(RECORDS FOR PROCESSING begins)
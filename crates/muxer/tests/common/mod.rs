#![allow(dead_code)]

use camrec_muxer::{
    CallbackError, ContainerWriter, MediaPipeline, MuxerEvent, SessionAttr, SessionCallbacks,
    SessionContext, SessionSink, StreamConfig, StreamHandle, WriterError, WriterFactory,
    media_info::{AudioParams, ContainerFormat, VideoCodec, VideoParams},
};
use parking_lot::Mutex;
use std::{
    collections::HashMap,
    path::{Path, PathBuf},
    sync::{
        Arc, Once, OnceLock,
        atomic::{AtomicUsize, Ordering},
    },
    time::{Duration, Instant},
};

pub const FRAME_INTERVAL_US: i64 = 33_333;

static INIT: Once = Once::new();

pub fn init_tracing() {
    INIT.call_once(|| {
        tracing_subscriber::fmt()
            .with_env_filter(
                tracing_subscriber::EnvFilter::from_default_env()
                    .add_directive(tracing::Level::DEBUG.into()),
            )
            .with_test_writer()
            .try_init()
            .ok();
    });
}

pub fn wait_until(what: &str, mut done: impl FnMut() -> bool) {
    let deadline = Instant::now() + Duration::from_secs(10);
    while !done() {
        assert!(Instant::now() < deadline, "timed out waiting for {what}");
        std::thread::sleep(Duration::from_millis(5));
    }
}

#[derive(Debug, Clone, PartialEq)]
pub enum WriterCall {
    Init {
        format: ContainerFormat,
        path: PathBuf,
        audio: bool,
    },
    Video {
        pts: i64,
        key_frame: bool,
    },
    Audio {
        pts: i64,
    },
    Trailer(Vec<u8>),
    Deinit,
}

pub type CallLog = Arc<Mutex<Vec<WriterCall>>>;

/// Writer that only records what it was asked to do.
pub struct RecordingWriter {
    log: CallLog,
    failing_inits: Arc<AtomicUsize>,
    gate: Option<flume::Receiver<()>>,
}

impl ContainerWriter for RecordingWriter {
    fn init(
        &mut self,
        format: ContainerFormat,
        path: &Path,
        _: &VideoParams,
        audio: Option<&AudioParams>,
    ) -> Result<(), WriterError> {
        if let Some(gate) = self.gate.take() {
            let _ = gate.recv();
        }

        let failing = self
            .failing_inits
            .fetch_update(Ordering::SeqCst, Ordering::SeqCst, |n| n.checked_sub(1))
            .is_ok();
        if failing {
            return Err(WriterError::Io(std::io::Error::other("disk unplugged")));
        }

        self.log.lock().push(WriterCall::Init {
            format,
            path: path.to_path_buf(),
            audio: audio.is_some(),
        });
        Ok(())
    }

    fn write_video_frame(
        &mut self,
        _: &[u8],
        pts: i64,
        key_frame: bool,
    ) -> Result<(), WriterError> {
        self.log.lock().push(WriterCall::Video { pts, key_frame });
        Ok(())
    }

    fn write_audio_frame(&mut self, _: &[u8], pts: i64) -> Result<(), WriterError> {
        self.log.lock().push(WriterCall::Audio { pts });
        Ok(())
    }

    fn append_trailer(&mut self, data: &[u8]) -> Result<(), WriterError> {
        self.log.lock().push(WriterCall::Trailer(data.to_vec()));
        Ok(())
    }

    fn deinit(&mut self) -> Result<(), WriterError> {
        self.log.lock().push(WriterCall::Deinit);
        Ok(())
    }
}

/// Hands out [`RecordingWriter`]s and keeps their logs by stream name.
#[derive(Default)]
pub struct RecordingWriters {
    logs: Mutex<HashMap<String, CallLog>>,
    pub failing_inits: Arc<AtomicUsize>,
    gate: Mutex<Option<flume::Receiver<()>>>,
}

impl RecordingWriters {
    pub fn log(&self, stream: &str) -> Vec<WriterCall> {
        self.logs
            .lock()
            .get(stream)
            .map(|log| log.lock().clone())
            .unwrap_or_default()
    }

    /// Makes the next writer's first `init` block until the returned sender is used or dropped.
    pub fn gate_next_init(&self) -> flume::Sender<()> {
        let (tx, rx) = flume::bounded(1);
        *self.gate.lock() = Some(rx);
        tx
    }
}

impl WriterFactory for RecordingWriters {
    fn make_writer(&self, stream: &StreamConfig) -> Result<Box<dyn ContainerWriter>, WriterError> {
        let log = CallLog::default();
        self.logs.lock().insert(stream.name.clone(), log.clone());

        Ok(Box::new(RecordingWriter {
            log,
            failing_inits: self.failing_inits.clone(),
            gate: self.gate.lock().take(),
        }))
    }
}

pub struct TestCallbacks {
    dir: PathBuf,
    cycles: AtomicUsize,
    events: Mutex<Vec<(StreamHandle, MuxerEvent)>>,
}

impl TestCallbacks {
    pub fn new(dir: impl Into<PathBuf>) -> Self {
        Self {
            dir: dir.into(),
            cycles: AtomicUsize::new(0),
            events: Mutex::default(),
        }
    }

    pub fn events(&self) -> Vec<(StreamHandle, MuxerEvent)> {
        self.events.lock().clone()
    }

    pub fn file_ends(&self, index: usize) -> Vec<(PathBuf, u64)> {
        self.events()
            .into_iter()
            .filter(|(handle, _)| handle.index == index)
            .filter_map(|(_, event)| match event {
                MuxerEvent::FileEnd { path, duration_ms } => Some((path, duration_ms)),
                _ => None,
            })
            .collect()
    }

    pub fn count(&self, kind: fn(&MuxerEvent) -> bool) -> usize {
        self.events.lock().iter().filter(|(_, e)| kind(e)).count()
    }

    pub fn name_requests(&self) -> usize {
        self.cycles.load(Ordering::SeqCst)
    }
}

impl SessionCallbacks for TestCallbacks {
    fn request_file_names(
        &self,
        camera_id: u32,
        stream_count: usize,
    ) -> Result<Vec<PathBuf>, CallbackError> {
        let cycle = self.cycles.fetch_add(1, Ordering::SeqCst);
        Ok((0..stream_count)
            .map(|i| self.dir.join(format!("cam{camera_id}_{i}_{cycle:04}.mp4")))
            .collect())
    }

    fn on_event(&self, stream: StreamHandle, event: MuxerEvent) {
        self.events.lock().push((stream, event));
    }
}

/// Pipeline that counts requests and can answer thumbnail requests through a sink.
#[derive(Default)]
pub struct TestPipeline {
    pub key_frame_requests: AtomicUsize,
    pub thumbnail_requests: AtomicUsize,
    sink: OnceLock<SessionSink>,
    snapshots_per_request: usize,
}

impl TestPipeline {
    pub fn answering(snapshots_per_request: usize) -> Self {
        Self {
            snapshots_per_request,
            ..Default::default()
        }
    }

    pub fn attach(&self, sink: SessionSink) {
        let _ = self.sink.set(sink);
    }

    pub fn key_frame_requests(&self) -> usize {
        self.key_frame_requests.load(Ordering::SeqCst)
    }

    pub fn thumbnail_requests(&self) -> usize {
        self.thumbnail_requests.load(Ordering::SeqCst)
    }
}

impl MediaPipeline for TestPipeline {
    fn request_key_frame(&self, _: u32) {
        self.key_frame_requests.fetch_add(1, Ordering::SeqCst);
    }

    fn request_thumbnail(&self, _: u32) {
        let n = self.thumbnail_requests.fetch_add(1, Ordering::SeqCst);

        if let Some(sink) = self.sink.get() {
            for i in 0..self.snapshots_per_request {
                sink.send_thumbnail(format!("snapshot-{n}-{i}").as_bytes(), 0);
            }
        }
    }
}

pub struct Harness {
    pub callbacks: Arc<TestCallbacks>,
    pub pipeline: Arc<TestPipeline>,
    pub writers: Arc<RecordingWriters>,
}

impl Harness {
    pub fn new(dir: impl Into<PathBuf>, pipeline: TestPipeline) -> Self {
        init_tracing();

        Self {
            callbacks: Arc::new(TestCallbacks::new(dir)),
            pipeline: Arc::new(pipeline),
            writers: Arc::new(RecordingWriters::default()),
        }
    }

    pub fn context(&self) -> SessionContext {
        SessionContext::new(
            self.callbacks.clone(),
            self.pipeline.clone(),
            self.writers.clone(),
        )
    }
}

pub fn video_pts(log: &[WriterCall]) -> Vec<i64> {
    log.iter()
        .filter_map(|call| match call {
            WriterCall::Video { pts, .. } => Some(*pts),
            _ => None,
        })
        .collect()
}

/// Splits a writer log into per-file slices, from each `Init` through its `Deinit`.
pub fn files(log: &[WriterCall]) -> Vec<&[WriterCall]> {
    let mut files = vec![];
    let mut start = None;

    for (i, call) in log.iter().enumerate() {
        match call {
            WriterCall::Init { .. } => start = Some(i),
            WriterCall::Deinit => {
                if let Some(s) = start.take() {
                    files.push(&log[s..=i]);
                }
            }
            _ => {}
        }
    }

    files
}

pub fn stream(name: &str, channel_id: u32) -> StreamConfig {
    StreamConfig::new(
        name,
        channel_id,
        VideoParams::new(VideoCodec::H264, 1920, 1080, 30, 30),
    )
}

pub fn session_of(streams: Vec<StreamConfig>) -> SessionAttr {
    SessionAttr {
        camera_id: 0,
        streams,
    }
}

/// Submits frames `range` at 30fps with a key frame every 30 frames.
pub fn push_frames(sink: &SessionSink, channel_id: u32, range: std::ops::Range<i64>) {
    for i in range {
        sink.write_video_frame(channel_id, &[0, 0, 0, 1], i * FRAME_INTERVAL_US, i % 30 == 0)
            .unwrap();
    }
}

pub fn frames_written(sink: &SessionSink, index: usize) -> u64 {
    sink.stats()[index].frames_written
}

pub fn files_completed(sink: &SessionSink, index: usize) -> u64 {
    sink.stats()[index].files_completed
}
(RECORDS FOR PROCESSING ends)
- **TASK OBJECTIVE**: Wherever the string "Ordering" is found in the entries, copy the line it sits in.

- **RESULT FOR THIS TASK**:
        atomic::{AtomicUsize, Ordering},
            .fetch_update(Ordering::SeqCst, Ordering::SeqCst, |n| n.checked_sub(1))
        self.cycles.load(Ordering::SeqCst)
        let cycle = self.cycles.fetch_add(1, Ordering::SeqCst);
        self.key_frame_requests.load(Ordering::SeqCst)
        self.thumbnail_requests.load(Ordering::SeqCst)
        self.key_frame_requests.fetch_add(1, Ordering::SeqCst);
        let n = self.thumbnail_requests.fetch_add(1, Ordering::SeqCst);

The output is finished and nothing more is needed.